*Task description*. What is the number of lines in the entries that contain the word "smembers"? Answer with that figure alone.

Stored items:
========================================

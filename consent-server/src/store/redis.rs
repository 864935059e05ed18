use super::{ConsentStoreBackend, StoreError};
use crate::consent::{ConsentDelta, ConsentKey, Scope};
use async_trait::async_trait;
use log::error;
use redis::{aio::ConnectionManager, AsyncCommands, Client};
use std::collections::BTreeSet;

const KEY_PREFIX: &str = "consent:";

/// Consent store keeping one Redis set of scope names per [`ConsentKey`].
///
/// Deltas run inside a `MULTI`/`EXEC` transaction together with the read-back
/// of the resulting set.
#[derive(Clone)]
pub struct RedisConsentStore {
    _client: Client,
    conn_manager: ConnectionManager,
}

impl RedisConsentStore {
    /// Connects to Redis and verifies the connection with a `PING`
    pub async fn new(redis_url: &str) -> Result<Self, String> {
        let client = match Client::open(redis_url) {
            Ok(client) => client,
            Err(err) => {
                return Err(format!("Failed to connect to Redis: {}", err));
            }
        };

        let conn_manager = match ConnectionManager::new(client.clone()).await {
            Ok(manager) => manager,
            Err(err) => {
                return Err(format!(
                    "Failed to create Redis connection manager: {}",
                    err
                ));
            }
        };

        let mut conn = conn_manager.clone();
        if let Err(err) = redis::cmd("PING").query_async::<String>(&mut conn).await {
            return Err(format!("Failed to ping Redis: {}", err));
        }

        Ok(Self {
            _client: client,
            conn_manager,
        })
    }
}

/// Encodes the tuple as a JSON array so identifiers containing `:` can't collide
fn redis_key(key: &ConsentKey) -> Result<String, StoreError> {
    let parts = [
        key.identity.0.as_str(),
        key.application.0.as_str(),
        key.granting_identity.0.as_str(),
    ];
    Ok(format!("{}{}", KEY_PREFIX, serde_json::to_string(&parts)?))
}

fn to_scopes(members: Vec<String>) -> BTreeSet<Scope> {
    members.into_iter().map(Scope).collect()
}

#[async_trait]
impl ConsentStoreBackend for RedisConsentStore {
    async fn fetch(&self, key: &ConsentKey) -> Result<BTreeSet<Scope>, StoreError> {
        let redis_key = redis_key(key)?;
        let mut conn = self.conn_manager.clone();

        match conn.smembers::<_, Vec<String>>(&redis_key).await {
            Ok(members) => Ok(to_scopes(members)),
            Err(err) => {
                error!("Redis error while reading {}: {}", redis_key, err);
                Err(StoreError::Redis(err.to_string()))
            }
        }
    }

    async fn apply(
        &self,
        key: &ConsentKey,
        delta: &ConsentDelta,
    ) -> Result<BTreeSet<Scope>, StoreError> {
        let redis_key = redis_key(key)?;
        let revoke: Vec<&str> = delta.revoke().iter().map(Scope::as_str).collect();
        let grant: Vec<&str> = delta.grant().iter().map(Scope::as_str).collect();

        let mut pipe = redis::pipe();
        pipe.atomic();
        // SREM/SADD reject an empty member list
        if !revoke.is_empty() {
            pipe.srem(&redis_key, revoke).ignore();
        }
        if !grant.is_empty() {
            pipe.sadd(&redis_key, grant).ignore();
        }
        pipe.smembers(&redis_key);

        let mut conn = self.conn_manager.clone();
        match pipe.query_async::<(Vec<String>,)>(&mut conn).await {
            Ok((members,)) => Ok(to_scopes(members)),
            Err(err) => {
                error!("Redis error while applying consent to {}: {}", redis_key, err);
                Err(StoreError::Redis(err.to_string()))
            }
        }
    }

    async fn health_check(&self) -> Result<(), String> {
        let mut conn = self.conn_manager.clone();
        match redis::cmd("PING").query_async::<String>(&mut conn).await {
            Ok(_) => Ok(()),
            Err(err) => Err(format!("Redis health check failed: {}", err)),
        }
    }
}

#[cfg(test)]
mod tests {
    use super::*;
    use redis_test::server::RedisServer;

    fn get_redis_url(server: &RedisServer) -> String {
        match &server.addr {
            redis::ConnectionAddr::Tcp(host, port) => {
                format!("redis://{}:{}/", host, port)
            }
            _ => "redis://127.0.0.1:6379/".to_string(),
        }
    }

    fn delta(grant: &[&str], revoke: &[&str]) -> ConsentDelta {
        ConsentDelta::new(
            grant.iter().map(|s| s.to_string()),
            revoke.iter().map(|s| s.to_string()),
        )
        .unwrap()
    }

    #[test]
    fn test_redis_key_is_unambiguous() {
        let a = ConsentKey::new("u:1", "app", "c1").unwrap();
        let b = ConsentKey::new("u", "1:app", "c1").unwrap();
        assert_ne!(redis_key(&a).unwrap(), redis_key(&b).unwrap());
        assert_eq!(
            redis_key(&ConsentKey::new("u1", "app1", "c1").unwrap()).unwrap(),
            r#"consent:["u1","app1","c1"]"#
        );
    }

    #[tokio::test]
    #[ignore]
    async fn test_redis_store_operations() {
        let server = RedisServer::new();
        let store = RedisConsentStore::new(&get_redis_url(&server)).await.unwrap();
        let key = ConsentKey::new("u1", "app1", "c1").unwrap();

        let result = store.apply(&key, &delta(&["a", "b"], &[])).await.unwrap();
        assert_eq!(result.len(), 2);

        let result = store.apply(&key, &delta(&[], &["a"])).await.unwrap();
        assert_eq!(result, to_scopes(vec!["b".to_string()]));
        assert_eq!(store.fetch(&key).await.unwrap(), result);
    }

    #[tokio::test]
    #[ignore]
    async fn test_redis_health_check() {
        let server = RedisServer::new();
        let store = RedisConsentStore::new(&get_redis_url(&server)).await.unwrap();

        let result = store.health_check().await;

        assert!(result.is_ok(), "health check failed: {:?}", result);
    }
}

========================================

*Answer to this problem*. 2